=== PROBLEM TO SOLVE ===
Go through the material below and copy all lines with "other".

=== AVAILABLE DATA ===
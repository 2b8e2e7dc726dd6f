//! 让编码后的密度网格借道只认识几何要素的传输层。
//!
//! 载体是一条固定模式的要素：唯一的几何属性恒为原点，
//! 真正的数据作为带外元数据挂在[DENSITY_KEY]下。
use std::sync::{Arc, OnceLock};

use bytes::Bytes;
use geo::Point;

use crate::{
    feature::{AttributeDescriptor, AttributeType, Feature, GeometryBinding, Schema},
    DensityError, Result,
};

/// 载体模式的名称
pub const DENSITY_TYPE_NAME: &str = "density";
/// 载体模式唯一的属性名
pub const DENSITY_GEOM: &str = "geom";
/// 载体要素上存放编码网格的元数据键
pub const DENSITY_KEY: &str = "density.result";
/// 载体要素的标识
const DENSITY_ID: &str = "density";

/// 密度结果类型的标记
///
/// “这是不是密度结果”由模式决定，与具体载荷无关。
#[derive(Debug, Clone, Copy, Default, PartialEq, Eq, Hash)]
pub struct DensityFeatureType;

impl DensityFeatureType {
    /// 固定的单属性点模式，所有载体共享同一个实例
    pub fn schema() -> Arc<Schema> {
        static SCHEMA: OnceLock<Arc<Schema>> = OnceLock::new();
        SCHEMA
            .get_or_init(|| {
                Arc::new(Schema::new(
                    DENSITY_TYPE_NAME,
                    vec![AttributeDescriptor::new(
                        DENSITY_GEOM,
                        AttributeType::Geometry(GeometryBinding::Point),
                    )],
                ))
            })
            .clone()
    }

    /// 给定模式是否为载体模式
    pub fn matches(schema: &Schema) -> bool {
        *schema == *Self::schema()
    }
}

/// 携带一批编码网格的要素
#[derive(Debug, Clone)]
pub struct DensityCarrier {
    feature: Feature,
}

impl DensityCarrier {
    /// 载体的类型标记
    pub fn feature_type(&self) -> DensityFeatureType {
        DensityFeatureType
    }

    /// 携带的编码网格
    pub fn payload(&self) -> Option<&Bytes> {
        self.feature.user_data(DENSITY_KEY)
    }

    pub fn feature(&self) -> &Feature {
        &self.feature
    }

    pub fn into_feature(self) -> Feature {
        self.feature
    }
}

/// 只比较模式，载荷不参与
impl PartialEq for DensityCarrier {
    fn eq(&self, other: &Self) -> bool {
        self.feature.schema() == other.feature.schema()
    }
}

impl From<DensityCarrier> for Feature {
    fn from(carrier: DensityCarrier) -> Self {
        carrier.feature
    }
}

impl TryFrom<Feature> for DensityCarrier {
    type Error = DensityError;

    /// # 错误
    /// 要素模式不是载体模式时返回[DensityError::Malformed]
    fn try_from(feature: Feature) -> Result<Self> {
        if DensityFeatureType::matches(feature.schema()) {
            Ok(DensityCarrier { feature })
        } else {
            Err(DensityError::Malformed(format!(
                "模式`{}`不是密度结果模式",
                feature.schema().name()
            )))
        }
    }
}

/// 把编码网格包装成载体要素
pub fn wrap(blob: Bytes) -> DensityCarrier {
    let mut feature = Feature::new(
        DENSITY_ID,
        DensityFeatureType::schema(),
        vec![Some(Point::new(0.0, 0.0)).into()],
    );
    feature.set_user_data(DENSITY_KEY, blob);
    DensityCarrier { feature }
}

/// 从载体要素中取出编码网格，供下游解码
///
/// # 错误
/// 要素上没有挂载载荷时返回[DensityError::MissingPayload]
pub fn unwrap(feature: &Feature) -> Result<Bytes> {
    feature
        .user_data(DENSITY_KEY)
        .cloned()
        .ok_or(DensityError::MissingPayload)
}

=== SOLUTION TO THE EXERCISE ===
    fn eq(&self, other: &Self) -> bool {
        self.feature.schema() == other.feature.schema()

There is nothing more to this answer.